Ncid Confirms That Drug Used To Treat Trump Was Developed With Blood From Recovered Singapore Covid 19 Patients
(Malay Mail) – Blood samples from three recovered Covid-19 patients from Singapore contributed to the development of a drug used to treat United States President Donald Trump for the coronavirus, the National Centre for Infectious Diseases (NCID) said yesterday.
When Trump was discharged after a three-day stay at the hospital after testing positive to Covid-19, he attributed what he described as his speedy recovery to a drug formulated by US biotechnology firm Regeneron.
The NCID had responded to a collaboration request from Regeneron, and then received a request to provide blood samples of patients who had recovered from Covid-19, said Associate Professor David Lye, an NCID senir consultant and director, in response to queries from TODAY.
In the end, the samples of three Singapore patients were used in the development of the drug, called REGN-COV2, he added.
The use of blood from the Singapore Covid-19 patients to develop the drug was first reported by Singapore-based Asian Scientist Magazine on Monday.
Trump, who announced last Friday that he and First Lady Melania Trump had contracted Covid-19, was treated with several drugs, including the Regeneron one and steroids, during his stay at Walter Reed Medical Centre, a military hospital in Bethesda, Maryland before his discharge on Monday.
In a video posted on Thursday, the 74-year-old, whose age puts him under the high risk category for Covid-19 patients, described the Regeneron drug as “unbelievable”.
“I felt good immediately,” he said.
Trump received the drug, which has yet to be made available to the public, after submitting a “compassionate use” request to the US Food and Drug Administration. This allows those with “immediately life-threatening” illnesses access to experimental drugs.
Assoc Prof Lye said that as part of its collaboration with Regeneron, NCID was requested to recruit up to 20 patients who had recovered from Covid-19 to contribute blood samples.
“After obtaining ethics approval and patients’ informed consent, we recruited five patients and were informed by Regeneron that they had enough samples to develop the monoclonal antibody cocktails.”
“They eventually used the samples from three of our five patients, as the starting point for research using their technology to develop their monoclonal antibodies,” said Assoc Prof Lye.
Monoclonal antibodies are immune system proteins created in a laboratory.
How the blood samples were used
The samples were used as part of pre-clinical trials to develop the drug, which involves combining two antibodies — one developed from genetically-modified mice and the other from recovered Covid-19 patients from Singapore — to form a “cocktail drug”.
Regeneron published two papers in the journal Science in August describing its preclinical studies of the drug.
In the first study which lists Assoc Prof Lye as one of its authors, Regeneron generated a large and diverse collection of antibodies from both mice and human blood samples to block different parts of the Covid-19 spike protein, which is used to invade human cells.

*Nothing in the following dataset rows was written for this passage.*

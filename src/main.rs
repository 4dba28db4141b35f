//! Moving-penetration manifest CLI
//!
//! Command-line interface for listing, validating and exporting the
//! regression test manifest consumed by the simulation test harness.

use std::process;

use tracing::{error, info};
use tracing_subscriber::{fmt, EnvFilter};

use pl_manifest::cli::{
    handle_check, handle_config, handle_export, handle_list, handle_show, handle_summary, Cli,
    CommandContext, Commands,
};
use pl_manifest::config::AppConfig;
use pl_manifest::errors::Result;

#[tokio::main]
async fn main() {
    let result = run().await;

    if let Err(e) = result {
        error!(category = e.category(), "Command failed: {}", e);
        eprintln!("Error: {}", e);
        process::exit(1);
    }
}

/// Main application logic
async fn run() -> Result<()> {
    // Load environment variables from .env file if it exists
    dotenv::dotenv().ok();

    // Parse command line arguments
    let cli = Cli::parse_args();

    // Load configuration from file and environment
    let config = AppConfig::load(cli.global.config.clone()).await?;

    // Initialize logging based on verbosity
    init_logging(&cli, &config);

    info!("pl_manifest v{} starting", env!("CARGO_PKG_VERSION"));

    // Execute the requested command
    let ctx = CommandContext::new(config, &cli.global);
    match cli.command {
        Commands::List(args) => handle_list(args, &ctx).await,
        Commands::Show(args) => handle_show(args, &ctx).await,
        Commands::Check(args) => handle_check(args, &ctx).await,
        Commands::Export(args) => handle_export(args, &ctx).await,
        Commands::Summary { json } => handle_summary(json, &ctx).await,
        Commands::Config(args) => handle_config(args, &ctx).await,
    }
}

/// Initialize logging from CLI flags, falling back to the configured level
fn init_logging(cli: &Cli, config: &AppConfig) {
    // Flags win over RUST_LOG, which wins over the configured level
    let filter = match cli.log_level() {
        Some(level) => EnvFilter::new(format!("pl_manifest={}", level.to_string().to_lowercase())),
        None => EnvFilter::try_from_default_env().unwrap_or_else(|_| {
            EnvFilter::new(format!("pl_manifest={}", config.logging.level))
        }),
    };

    fmt()
        .with_env_filter(filter)
        .with_target(false)
        .with_level(cli.global.very_verbose)
        .with_writer(std::io::stderr)
        .init();

    if cli.global.very_verbose {
        info!("Very verbose logging enabled");
    }
}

The scientists then selected the most potent pair of antibodies that could simultaneously and non-competitively bind to the spike protein.

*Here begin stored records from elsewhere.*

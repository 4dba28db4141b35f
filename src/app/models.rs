//! Data models for the moving-penetration manifest
//!
//! This module defines the core records of the manifest: one [`TestCase`]
//! per simulation regression test, plus the descriptive [`CaseVariant`]
//! decoding of the suite's naming convention.

use std::fmt;

use serde::{Deserialize, Serialize};

use crate::constants::naming;
use crate::errors::{ManifestError, ManifestResult};

/// One simulation regression test
///
/// The external harness runs the simulation on `input_file` and diffs each
/// produced artifact against the matching entry of `expected_outputs`.
#[derive(Debug, Clone, PartialEq, Eq, Hash, Serialize, Deserialize)]
pub struct TestCase {
    /// Unique test name (e.g., "pl_test1qtt")
    pub name: String,
    /// Simulation input deck (e.g., "pl_test1qtt.i")
    #[serde(rename = "input")]
    pub input_file: String,
    /// Reference outputs compared by EXODIFF, in order
    #[serde(rename = "exodiff")]
    pub expected_outputs: Vec<String>,
}

impl TestCase {
    /// Create a test case from its parts
    pub fn new<I, S>(name: impl Into<String>, input_file: impl Into<String>, outputs: I) -> Self
    where
        I: IntoIterator<Item = S>,
        S: Into<String>,
    {
        Self {
            name: name.into(),
            input_file: input_file.into(),
            expected_outputs: outputs.into_iter().map(Into::into).collect(),
        }
    }

    /// Create a test case following the `<name>.i` / `<name>_out.e` convention
    pub fn conventional(name: &str) -> Self {
        Self::new(
            name,
            format!("{}{}", name, naming::INPUT_EXTENSION),
            [format!("{}{}", name, naming::EXODIFF_SUFFIX)],
        )
    }

    /// Check that the record carries everything the harness needs
    ///
    /// # Errors
    ///
    /// Returns `ManifestError::MalformedRecord` if the name or input file is
    /// blank, or if there are no expected outputs.
    pub fn validate(&self) -> ManifestResult<()> {
        if self.name.trim().is_empty() {
            return Err(ManifestError::malformed(&self.name, "name is empty"));
        }
        if self.input_file.trim().is_empty() {
            return Err(ManifestError::malformed(&self.name, "input_file is empty"));
        }
        if self.expected_outputs.is_empty() {
            return Err(ManifestError::malformed(
                &self.name,
                "expected_outputs is empty",
            ));
        }
        if self.expected_outputs.iter().any(|o| o.trim().is_empty()) {
            return Err(ManifestError::malformed(
                &self.name,
                "expected_outputs contains an empty file name",
            ));
        }
        Ok(())
    }

    /// Decode the naming convention, if the name follows it
    pub fn variant(&self) -> Option<CaseVariant> {
        CaseVariant::from_name(&self.name)
    }
}

impl fmt::Display for TestCase {
    fn fmt(&self, f: &mut fmt::Formatter<'_>) -> fmt::Result {
        write!(
            f,
            "{} ({} -> {})",
            self.name,
            self.input_file,
            self.expected_outputs.join(", ")
        )
    }
}

/// The four variants exercised by each base case
#[derive(Debug, Clone, Copy, PartialEq, Eq, PartialOrd, Ord, Hash, Serialize, Deserialize)]
#[serde(rename_all = "snake_case")]
pub enum VariantKind {
    /// Linear quad4 elements, zero tangential tolerance
    Linear,
    /// Linear quad4 elements, nonzero tangential tolerance
    LinearTt,
    /// Quadratic quad8 elements, zero tangential tolerance
    Quadratic,
    /// Quadratic quad8 elements, nonzero tangential tolerance
    QuadraticTt,
}

impl VariantKind {
    /// All variants in suite declaration order
    pub fn all() -> [VariantKind; 4] {
        [
            Self::Linear,
            Self::LinearTt,
            Self::Quadratic,
            Self::QuadraticTt,
        ]
    }

    /// Build from the two convention flags
    pub fn from_flags(quadratic: bool, tangential_tolerance: bool) -> Self {
        match (quadratic, tangential_tolerance) {
            (false, false) => Self::Linear,
            (false, true) => Self::LinearTt,
            (true, false) => Self::Quadratic,
            (true, true) => Self::QuadraticTt,
        }
    }

    /// Name suffix for this variant (e.g., "qtt")
    pub fn suffix(&self) -> &'static str {
        match self {
            Self::Linear => "",
            Self::LinearTt => "tt",
            Self::Quadratic => "q",
            Self::QuadraticTt => "qtt",
        }
    }

    /// Parse a name suffix
    pub fn from_suffix(suffix: &str) -> Option<Self> {
        Self::all().into_iter().find(|kind| kind.suffix() == suffix)
    }

    /// Whether this variant uses quadratic elements
    pub fn is_quadratic(&self) -> bool {
        matches!(self, Self::Quadratic | Self::QuadraticTt)
    }

    /// Whether this variant uses a nonzero tangential tolerance
    pub fn has_tangential_tolerance(&self) -> bool {
        matches!(self, Self::LinearTt | Self::QuadraticTt)
    }
}

impl fmt::Display for VariantKind {
    fn fmt(&self, f: &mut fmt::Formatter<'_>) -> fmt::Result {
        let label = match self {
            Self::Linear => "linear",
            Self::LinearTt => "linear+tt",
            Self::Quadratic => "quadratic",
            Self::QuadraticTt => "quadratic+tt",
        };
        f.write_str(label)
    }
}

/// Descriptive decoding of a `pl_test<N>[q][tt]` name
///
/// This is documentation of the convention only. Names that do not follow
/// it are still valid test cases.
#[derive(Debug, Clone, Copy, PartialEq, Eq, Hash, Serialize, Deserialize)]
pub struct CaseVariant {
    /// Base test number (1-5 in the built-in suite)
    pub base: u32,
    /// Variant kind decoded from the suffix
    pub kind: VariantKind,
}

impl CaseVariant {
    /// Decode a test name
    ///
    /// # Example
    ///
    /// ```
    /// use pl_manifest::app::models::{CaseVariant, VariantKind};
    ///
    /// let variant = CaseVariant::from_name("pl_test3qtt").unwrap();
    /// assert_eq!(variant.base, 3);
    /// assert_eq!(variant.kind, VariantKind::QuadraticTt);
    /// assert!(CaseVariant::from_name("contact_patch").is_none());
    /// ```
    pub fn from_name(name: &str) -> Option<Self> {
        let rest = name.strip_prefix(naming::CASE_PREFIX)?;
        let digits_end = rest
            .find(|c: char| !c.is_ascii_digit())
            .unwrap_or(rest.len());
        if digits_end == 0 {
            return None;
        }

        let base = rest[..digits_end].parse().ok()?;
        let kind = VariantKind::from_suffix(&rest[digits_end..])?;
        Some(Self { base, kind })
    }

    /// Rebuild the conventional case name
    pub fn case_name(&self) -> String {
        format!("{}{}{}", naming::CASE_PREFIX, self.base, self.kind.suffix())
    }

    /// Whether the variant uses quadratic elements
    pub fn quadratic(&self) -> bool {
        self.kind.is_quadratic()
    }

    /// Whether the variant uses a nonzero tangential tolerance
    pub fn tangential_tolerance(&self) -> bool {
        self.kind.has_tangential_tolerance()
    }
}

#[cfg(test)]
mod tests {
    use super::*;

    #[test]
    fn test_conventional_case() {
        let case = TestCase::conventional("pl_test1");
        assert_eq!(case.input_file, "pl_test1.i");
        assert_eq!(case.expected_outputs, vec!["pl_test1_out.e".to_string()]);
        assert!(case.validate().is_ok());
    }

    #[test]
    fn test_validate_rejects_missing_parts() {
        let no_input = TestCase::new("a", "", ["a_out.e"]);
        assert!(matches!(
            no_input.validate(),
            Err(ManifestError::MalformedRecord { .. })
        ));

        let no_outputs = TestCase::new("b", "b.i", Vec::<String>::new());
        assert!(matches!(
            no_outputs.validate(),
            Err(ManifestError::MalformedRecord { .. })
        ));

        let blank_output = TestCase::new("c", "c.i", [" "]);
        assert!(blank_output.validate().is_err());

        let unnamed = TestCase::new("  ", "x.i", ["x_out.e"]);
        assert!(unnamed.validate().is_err());
    }

    #[test]
    fn test_variant_decoding() {
        let cases = [
            ("pl_test1", 1, VariantKind::Linear),
            ("pl_test2tt", 2, VariantKind::LinearTt),
            ("pl_test4q", 4, VariantKind::Quadratic),
            ("pl_test5qtt", 5, VariantKind::QuadraticTt),
        ];

        for (name, base, kind) in cases {
            let variant = CaseVariant::from_name(name).unwrap();
            assert_eq!(variant.base, base, "{}", name);
            assert_eq!(variant.kind, kind, "{}", name);
            assert_eq!(variant.case_name(), name);
        }
    }

    #[test]
    fn test_variant_decoding_rejects_other_names() {
        assert!(CaseVariant::from_name("pl_test").is_none());
        assert!(CaseVariant::from_name("pl_testq").is_none());
        assert!(CaseVariant::from_name("pl_test1ttq").is_none());
        assert!(CaseVariant::from_name("dup").is_none());
    }

    #[test]
    fn test_variant_flags() {
        for kind in VariantKind::all() {
            assert_eq!(
                VariantKind::from_flags(kind.is_quadratic(), kind.has_tangential_tolerance()),
                kind
            );
        }
        assert_eq!(VariantKind::from_suffix("qtt"), Some(VariantKind::QuadraticTt));
        assert_eq!(VariantKind::from_suffix("x"), None);
    }

    #[test]
    fn test_case_serializes_with_harness_keys() {
        let case = TestCase::conventional("pl_test1tt");
        let json = serde_json::to_value(&case).unwrap();
        assert_eq!(json["input"], "pl_test1tt.i");
        assert_eq!(json["exodiff"][0], "pl_test1tt_out.e");
    }
}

Typically, viruses mutate to evade the blocking action of a single antibody but in using two antibodies, the drug decreases the chances that the virus will mutate.
In the second study, the Regeneron team showed how the cocktail drug could prevent the escape of mutated viruses which arise and become the dominant strain when only one antibody is used for treatment.
The study found that with the cocktail drug, the Covid-19 virus did not grow into mutated viruses. This was likely because the virus would have to mutate at two distinct genetic sites to escape the cocktail antibodies. However, such mutations rarely occur, said the study.
Last month, the company said that clinical trials involving 275 Covid-19 patients had shown that the drug is able to reduce viral load and associated symptoms in patients.
Patients who were not making their own antibodies at the start of the trial benefitted the most, with their symptoms resolving in an average of six to eight days compared to 13 days in patients who received a placebo, an inactive substance resembling the drug being tested.
In his response to TODAY, Assoc Prof Lye said that NCID is pleased to collaborate with scientific partners and contribute to the understanding and treatment of Covid-19 as part of the global pandemic response.
He added that NCID is also collaborating with American biotech company Gilead and National Institutes of Health in the US for clinical trials of remdesivir, another Covid-19 drug which was used to treat Trump during his hospitalisation.